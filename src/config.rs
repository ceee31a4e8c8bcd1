//! Configuration management with layered loading
//!
//! Precedence (lowest to highest):
//! 1. Compiled defaults
//! 2. Global config: `$XDG_CONFIG_HOME/claimdoc/claimdoc.toml`
//! 3. Local config: `<project_dir>/.claimdoc.toml`
//! 4. Environment variables: `CLAIMDOC_*` prefix (`__` separates nested keys)

use std::path::{Path, PathBuf};

use config::{Config, ConfigError, Environment};
use directories::ProjectDirs;
use serde::{Deserialize, Serialize};

use crate::application::{ApplicationError, RenderOptions};

pub const ENV_PREFIX: &str = "CLAIMDOC";
pub const LOCAL_CONFIG_FILE: &str = ".claimdoc.toml";

/// Rendering defaults for `build`.
#[derive(Debug, Clone, Serialize, Deserialize, PartialEq, Eq)]
#[serde(default)]
pub struct RenderSettings {
    /// Emit `<?xml ...?>` before the root element
    pub xml_declaration: bool,
    /// Indent nested elements, one per line
    pub pretty: bool,
    /// Spaces per nesting level when pretty printing
    pub indent: usize,
}

impl Default for RenderSettings {
    fn default() -> Self {
        let options = RenderOptions::default();
        Self {
            xml_declaration: options.xml_declaration,
            pretty: options.pretty,
            indent: options.indent,
        }
    }
}

impl RenderSettings {
    pub fn options(&self) -> RenderOptions {
        RenderOptions {
            xml_declaration: self.xml_declaration,
            pretty: self.pretty,
            indent: self.indent,
        }
    }
}

/// Raw render config for intermediate parsing (`None` → not specified, inherit).
#[derive(Debug, Clone, Deserialize, Default)]
#[serde(default)]
pub struct RawRenderSettings {
    pub xml_declaration: Option<bool>,
    pub pretty: Option<bool>,
    pub indent: Option<usize>,
}

/// Raw settings for intermediate parsing.
#[derive(Debug, Clone, Deserialize, Default)]
#[serde(default)]
pub struct RawSettings {
    pub schema: Option<PathBuf>,
    pub render: RawRenderSettings,
}

impl RawSettings {
    /// Resolve a relative schema path against the directory of the config file.
    fn anchored(mut self, dir: &Path) -> Self {
        let anchored = match &self.schema {
            Some(schema) if is_plain_relative(schema) => Some(dir.join(schema)),
            _ => None,
        };
        if anchored.is_some() {
            self.schema = anchored;
        }
        self
    }
}

/// Relative and not starting with `~` or `$`, which are expanded later.
fn is_plain_relative(path: &Path) -> bool {
    let text = path.to_string_lossy();
    path.is_relative() && !text.starts_with('~') && !text.starts_with('$')
}

/// Unified configuration for claimdoc.
#[derive(Debug, Clone, Serialize, Deserialize, PartialEq, Eq, Default)]
#[serde(default)]
pub struct Settings {
    /// Schema used when `--schema` is not given
    pub schema: Option<PathBuf>,
    /// Output formatting
    pub render: RenderSettings,
}

/// Get the XDG config directory for claimdoc.
pub fn global_config_dir() -> Option<PathBuf> {
    ProjectDirs::from("", "", "claimdoc").map(|dirs| dirs.config_dir().to_path_buf())
}

/// Get the path to the global config file.
pub fn global_config_path() -> Option<PathBuf> {
    global_config_dir().map(|dir| dir.join("claimdoc.toml"))
}

/// Get the path to the local config file in a project directory.
pub fn local_config_path(project_dir: &Path) -> PathBuf {
    project_dir.join(LOCAL_CONFIG_FILE)
}

/// Load a TOML file into RawSettings for manual merging.
fn load_raw_settings(path: &Path) -> Result<RawSettings, ApplicationError> {
    let content = std::fs::read_to_string(path).map_err(|e| ApplicationError::Config {
        message: format!("read {}: {}", path.display(), e),
    })?;
    toml::from_str(&content).map_err(|e| ApplicationError::Config {
        message: format!("parse {}: {}", path.display(), e),
    })
}

impl Settings {
    /// Expand shell variables and tilde in path-like fields.
    fn expand_paths(&mut self) {
        if let Some(schema) = self.schema.take() {
            let raw = schema.to_string_lossy();
            let expanded = shellexpand::full(raw.as_ref())
                .map(|s| s.into_owned())
                .unwrap_or_else(|_| raw.to_string());
            self.schema = Some(PathBuf::from(expanded));
        }
    }

    /// Overlay a config layer: specified values win, unspecified ones are inherited.
    fn merge_with(&self, overlay: &RawSettings) -> Self {
        Self {
            schema: overlay.schema.clone().or_else(|| self.schema.clone()),
            render: RenderSettings {
                xml_declaration: overlay
                    .render
                    .xml_declaration
                    .unwrap_or(self.render.xml_declaration),
                pretty: overlay.render.pretty.unwrap_or(self.render.pretty),
                indent: overlay.render.indent.unwrap_or(self.render.indent),
            },
        }
    }

    /// Load settings with layered precedence.
    ///
    /// # Arguments
    /// * `project_dir` - Optional directory holding a local `.claimdoc.toml`
    ///
    /// # Precedence (lowest to highest)
    /// 1. Compiled defaults
    /// 2. Global config: `$XDG_CONFIG_HOME/claimdoc/claimdoc.toml`
    /// 3. Local config: `<project_dir>/.claimdoc.toml`
    /// 4. Environment variables: `CLAIMDOC_*`
    pub fn load(project_dir: Option<&Path>) -> Result<Self, ApplicationError> {
        // 1. Start with defaults
        let mut current = Self::default();

        // 2. Global config
        if let Some(global_path) = global_config_path() {
            if global_path.exists() {
                let raw = load_raw_settings(&global_path)?;
                current = current.merge_with(&raw);
            }
        }

        // 3. Local config, relative schema paths anchored at the project dir
        if let Some(dir) = project_dir {
            let local_path = local_config_path(dir);
            if local_path.exists() {
                let raw = load_raw_settings(&local_path)?.anchored(dir);
                current = current.merge_with(&raw);
            }
        }

        // 4. Environment variables (explicit override)
        current = Self::apply_env_overrides(current, Self::environment())?;

        current.expand_paths();

        Ok(current)
    }

    fn environment() -> Environment {
        Environment::with_prefix(ENV_PREFIX)
            .prefix_separator("_")
            .separator("__")
    }

    /// Apply `CLAIMDOC_*` variables from `env` as explicit overrides.
    fn apply_env_overrides(mut settings: Self, env: Environment) -> Result<Self, ApplicationError> {
        let config = Config::builder()
            .add_source(env)
            .build()
            .map_err(config_err)?;

        if let Some(val) = env_value("schema", config.get_string("schema"))? {
            settings.schema = Some(PathBuf::from(val));
        }
        if let Some(val) = env_value(
            "render.xml_declaration",
            config.get_bool("render.xml_declaration"),
        )? {
            settings.render.xml_declaration = val;
        }
        if let Some(val) = env_value("render.pretty", config.get_bool("render.pretty"))? {
            settings.render.pretty = val;
        }
        if let Some(val) = env_value("render.indent", config.get_int("render.indent"))? {
            settings.render.indent = usize::try_from(val).map_err(|_| ApplicationError::Config {
                message: format!("render.indent must not be negative: {val}"),
            })?;
        }

        Ok(settings)
    }

    /// Show the effective configuration as TOML.
    pub fn to_toml(&self) -> Result<String, ApplicationError> {
        toml::to_string_pretty(self).map_err(|e| ApplicationError::Config {
            message: format!("serialize config: {e}"),
        })
    }

    /// Generate a template config file.
    pub fn template() -> String {
        r#"# claimdoc configuration
#
# Locations (by precedence, lowest to highest):
#   Global: ~/.config/claimdoc/claimdoc.toml
#   Local:  <project_dir>/.claimdoc.toml
#   Env:    CLAIMDOC_* environment variables, e.g. CLAIMDOC_RENDER__PRETTY=true

# Schema used when --schema is not given (relative to the local config's directory)
# schema = "schema/claim.toml"

[render]
# Emit the <?xml ...?> declaration
# xml_declaration = true

# Indent nested elements
# pretty = false

# Spaces per level when pretty printing
# indent = 2
"#
        .to_string()
    }
}

/// Absent keys are `None`; a present value that does not parse is an error.
fn env_value<T>(key: &str, result: Result<T, ConfigError>) -> Result<Option<T>, ApplicationError> {
    match result {
        Ok(value) => Ok(Some(value)),
        Err(ConfigError::NotFound(_)) => Ok(None),
        Err(e) => Err(ApplicationError::Config {
            message: format!("{ENV_PREFIX} override for {key}: {e}"),
        }),
    }
}

fn config_err(e: ConfigError) -> ApplicationError {
    ApplicationError::Config {
        message: e.to_string(),
    }
}
use clap::Parser;
use tracing::level_filters::LevelFilter;
use tracing_subscriber::filter::filter_fn;
use tracing_subscriber::fmt::format::FmtSpan;
use tracing_subscriber::layer::SubscriberExt;
use tracing_subscriber::util::SubscriberInitExt;
use tracing_subscriber::{fmt, Layer};

use claimdoc::cli::{execute_command, output, Cli};
use claimdoc::util::logging::is_noisy;

fn main() {
    let cli = Cli::parse();

    setup_logging(cli.debug);

    if let Err(e) = execute_command(&cli) {
        output::error(&e);
        std::process::exit(e.exit_code());
    }
}

fn setup_logging(verbosity: u8) {
    let filter = match verbosity {
        0 => LevelFilter::WARN,
        1 => LevelFilter::INFO,
        2 => LevelFilter::DEBUG,
        3 => LevelFilter::TRACE,
        _ => {
            eprintln!("Don't be crazy, max is -d -d -d");
            LevelFilter::TRACE
        }
    };

    let module_filter = filter_fn(|metadata| !is_noisy(metadata.target()));

    // Formatted output directed to stderr, stdout carries documents
    let fmt_layer = fmt::layer()
        .with_writer(std::io::stderr)
        .with_target(true)
        .with_thread_names(verbosity >= 3)
        .with_span_events(FmtSpan::CLOSE);

    let filtered_layer = fmt_layer.with_filter(filter).with_filter(module_filter);

    tracing_subscriber::registry().with(filtered_layer).init();

    match filter {
        LevelFilter::INFO => tracing::info!("Debug mode: info"),
        LevelFilter::DEBUG => tracing::debug!("Debug mode: debug"),
        LevelFilter::TRACE => tracing::debug!("Debug mode: trace"),
        _ => {}
    }
}
//! Slash-delimited path expressions.

use std::fmt;
use std::str::FromStr;

use crate::domain::error::{DomainError, DomainResult};

pub const PATH_SEPARATOR: char = '/';

/// Ordered, non-empty sequence of node names, e.g. `Person/Name`.
#[derive(Debug, Clone, PartialEq, Eq, Hash)]
pub struct PathExpression {
    segments: Vec<String>,
}

impl PathExpression {
    /// Parse a path string into its segments.
    ///
    /// Fails on an empty string, on any empty (or whitespace-only) segment,
    /// which covers leading, trailing and doubled separators, and on segments
    /// that are not XML element names.
    pub fn parse(path: &str) -> DomainResult<Self> {
        if path.trim().is_empty() {
            return Err(DomainError::MalformedPath {
                path: path.to_string(),
                reason: "path is empty".to_string(),
            });
        }

        let segments: Vec<String> = path.split(PATH_SEPARATOR).map(str::to_string).collect();
        if let Some(position) = segments.iter().position(|s| s.trim().is_empty()) {
            return Err(DomainError::MalformedPath {
                path: path.to_string(),
                reason: format!("segment {} is empty", position + 1),
            });
        }

        if let Some(segment) = segments.iter().find(|s| !is_xml_name(s)) {
            return Err(DomainError::MalformedPath {
                path: path.to_string(),
                reason: format!("'{segment}' is not a valid XML name"),
            });
        }

        Ok(Self { segments })
    }

    pub fn segments(&self) -> &[String] {
        &self.segments
    }

    pub fn len(&self) -> usize {
        self.segments.len()
    }

    /// Always false for a parsed expression.
    pub fn is_empty(&self) -> bool {
        self.segments.is_empty()
    }

    /// The first `count` segments joined back into a path string.
    pub fn prefix(&self, count: usize) -> String {
        let end = count.min(self.segments.len());
        self.segments[..end].join("/")
    }
}

/// XML `Name`: starts with a letter, `_` or `:`, continues with letters,
/// digits, `-`, `.`, `_` or `:`.
pub fn is_xml_name(name: &str) -> bool {
    let mut chars = name.chars();
    match chars.next() {
        Some(first) if first.is_alphabetic() || first == '_' || first == ':' => {
            chars.all(|c| c.is_alphanumeric() || matches!(c, '-' | '.' | '_' | ':'))
        }
        _ => false,
    }
}

impl FromStr for PathExpression {
    type Err = DomainError;

    fn from_str(s: &str) -> Result<Self, Self::Err> {
        Self::parse(s)
    }
}

impl fmt::Display for PathExpression {
    fn fmt(&self, f: &mut fmt::Formatter<'_>) -> fmt::Result {
        write!(f, "{}", self.segments.join("/"))
    }
}
//! I/O boundary traits for testability
//!
//! These traits abstract external I/O operations, allowing services
//! to be tested with in-memory implementations.

use std::io;
use std::path::Path;

/// Filesystem abstraction for testability.
pub trait FileSystem: Send + Sync {
    /// Read file contents to string.
    fn read_to_string(&self, path: &Path) -> io::Result<String>;

    /// Write string content to file.
    fn write(&self, path: &Path, content: &str) -> io::Result<()>;

    /// Check if path is a file.
    fn is_file(&self, path: &Path) -> bool;

    /// Create directory and all parent directories.
    fn create_dir_all(&self, path: &Path) -> io::Result<()>;

    /// Create parent directories if needed.
    fn ensure_parent(&self, path: &Path) -> io::Result<()>;
}

// ============================================================
// REAL IMPLEMENTATIONS
// ============================================================

/// Real filesystem implementation.
#[derive(Debug, Default)]
pub struct RealFileSystem;

impl FileSystem for RealFileSystem {
    fn read_to_string(&self, path: &Path) -> io::Result<String> {
        std::fs::read_to_string(path)
    }

    fn write(&self, path: &Path, content: &str) -> io::Result<()> {
        std::fs::write(path, content)
    }

    fn is_file(&self, path: &Path) -> bool {
        path.is_file()
    }

    fn create_dir_all(&self, path: &Path) -> io::Result<()> {
        std::fs::create_dir_all(path)
    }

    fn ensure_parent(&self, path: &Path) -> io::Result<()> {
        match path.parent() {
            Some(parent) if !parent.as_os_str().is_empty() => std::fs::create_dir_all(parent),
            _ => Ok(()),
        }
    }
}
//! Owned document tree: named nodes with attributes and either children or text.

use tracing::{instrument, trace, warn};

use crate::domain::attributes::Attributes;
use crate::domain::error::{DomainError, DomainResult};
use crate::domain::matcher::MatchMode;
use crate::domain::path::{PathExpression, PATH_SEPARATOR};

/// Payload of a node. Element children and text are mutually exclusive.
#[derive(Debug, Clone, PartialEq, Eq)]
pub enum Content {
    Children(Vec<Node>),
    Text(String),
}

impl Default for Content {
    fn default() -> Self {
        Content::Children(Vec::new())
    }
}

/// Tree node. Each node exclusively owns its children.
#[derive(Debug, Clone, PartialEq, Eq)]
pub struct Node {
    name: String,
    attributes: Attributes,
    content: Content,
}

impl Node {
    pub fn new(name: impl Into<String>, attributes: Attributes) -> Self {
        Self {
            name: name.into(),
            attributes,
            content: Content::default(),
        }
    }

    /// Root of a document, carrying its static attributes (namespace declarations).
    pub fn root(name: impl Into<String>, attributes: Attributes) -> Self {
        Self::new(name, attributes)
    }

    pub fn name(&self) -> &str {
        &self.name
    }

    pub fn attributes(&self) -> &Attributes {
        &self.attributes
    }

    pub fn content(&self) -> &Content {
        &self.content
    }

    /// Element children; empty for text nodes.
    pub fn children(&self) -> &[Node] {
        match &self.content {
            Content::Children(children) => children,
            Content::Text(_) => &[],
        }
    }

    pub fn text(&self) -> Option<&str> {
        match &self.content {
            Content::Text(text) => Some(text),
            Content::Children(_) => None,
        }
    }

    pub fn has_children(&self) -> bool {
        !self.children().is_empty()
    }

    /// First child with the given name.
    pub fn child(&self, name: &str) -> Option<&Node> {
        self.children().iter().find(|c| c.name == name)
    }

    pub fn children_named<'a>(&'a self, name: &'a str) -> impl Iterator<Item = &'a Node> + 'a {
        self.children().iter().filter(move |c| c.name == name)
    }

    /// Follow a slash path by first name match at each level, e.g. `Person/Name`.
    pub fn descendant(&self, path: &str) -> Option<&Node> {
        path.split(PATH_SEPARATOR)
            .try_fold(self, |node, segment| node.child(segment))
    }

    /// Number of nodes in this subtree, including `self`.
    pub fn node_count(&self) -> usize {
        1 + self.children().iter().map(Node::node_count).sum::<usize>()
    }

    pub fn depth(&self) -> usize {
        1 + self
            .children()
            .iter()
            .map(Node::depth)
            .max()
            .unwrap_or(0)
    }

    /// Return the first child matching `name`/`attributes`, or create and append one.
    ///
    /// Children are scanned in declaration order. With `create == false` a miss yields
    /// `Ok(None)`. Creating a child below a node that holds text is an invalid state.
    pub fn resolve_child(
        &mut self,
        name: &str,
        attributes: &Attributes,
        mode: MatchMode,
        create: bool,
    ) -> DomainResult<Option<&mut Node>> {
        let children = match &mut self.content {
            Content::Children(children) => children,
            Content::Text(_) if create => {
                return Err(DomainError::InvalidNodeState {
                    node: self.name.clone(),
                    reason: format!("cannot add child '{name}' to a node holding text"),
                });
            }
            Content::Text(_) => return Ok(None),
        };

        if let Some(position) = children
            .iter()
            .position(|c| c.name == name && mode.matches(&c.attributes, attributes))
        {
            return Ok(Some(&mut children[position]));
        }

        if !create {
            return Ok(None);
        }

        trace!(parent = %self.name, child = name, attributes = %attributes, "creating node");
        children.push(Node::new(name, attributes.clone()));
        Ok(children.last_mut())
    }

    /// Descend along `path`, creating missing nodes.
    ///
    /// Intermediate segments match on name alone; the leaf segment carries
    /// `leaf_attributes` and is matched exactly when any are given.
    #[instrument(level = "trace", skip_all, fields(root = %self.name, path = %path))]
    pub fn resolve_path(
        &mut self,
        path: &PathExpression,
        leaf_attributes: &Attributes,
    ) -> DomainResult<&mut Node> {
        let no_attributes = Attributes::new();
        let last = path.len().saturating_sub(1);
        let mut current = self;

        for (index, segment) in path.segments().iter().enumerate() {
            let (attributes, mode) = if index == last {
                (leaf_attributes, MatchMode::for_leaf(leaf_attributes))
            } else {
                (&no_attributes, MatchMode::Partial)
            };

            let resolved = current
                .resolve_child(segment, attributes, mode, true)
                .map_err(|e| DomainError::PathResolution {
                    segment: segment.clone(),
                    consumed: path.prefix(index),
                    reason: e.to_string(),
                })?;

            current = resolved.ok_or_else(|| DomainError::PathResolution {
                segment: segment.clone(),
                consumed: path.prefix(index),
                reason: "no matching node could be created".to_string(),
            })?;
        }

        Ok(current)
    }

    /// Attach a text value. Fails if the node already owns element children;
    /// existing text is replaced.
    pub fn set_text(&mut self, value: impl Into<String>) -> DomainResult<()> {
        if self.has_children() {
            return Err(DomainError::InvalidNodeState {
                node: self.name.clone(),
                reason: "cannot set text on a node with element children".to_string(),
            });
        }

        let value = value.into();
        if let Content::Text(previous) = &self.content {
            warn!(node = %self.name, previous = %previous, "replacing existing text");
        }
        self.content = Content::Text(value);
        Ok(())
    }
}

Task prompt:
Each line holding "directories" should be copied from the material above.

Solved problem:
use directories::ProjectDirs;
    /// Create directory and all parent directories.
    /// Create parent directories if needed.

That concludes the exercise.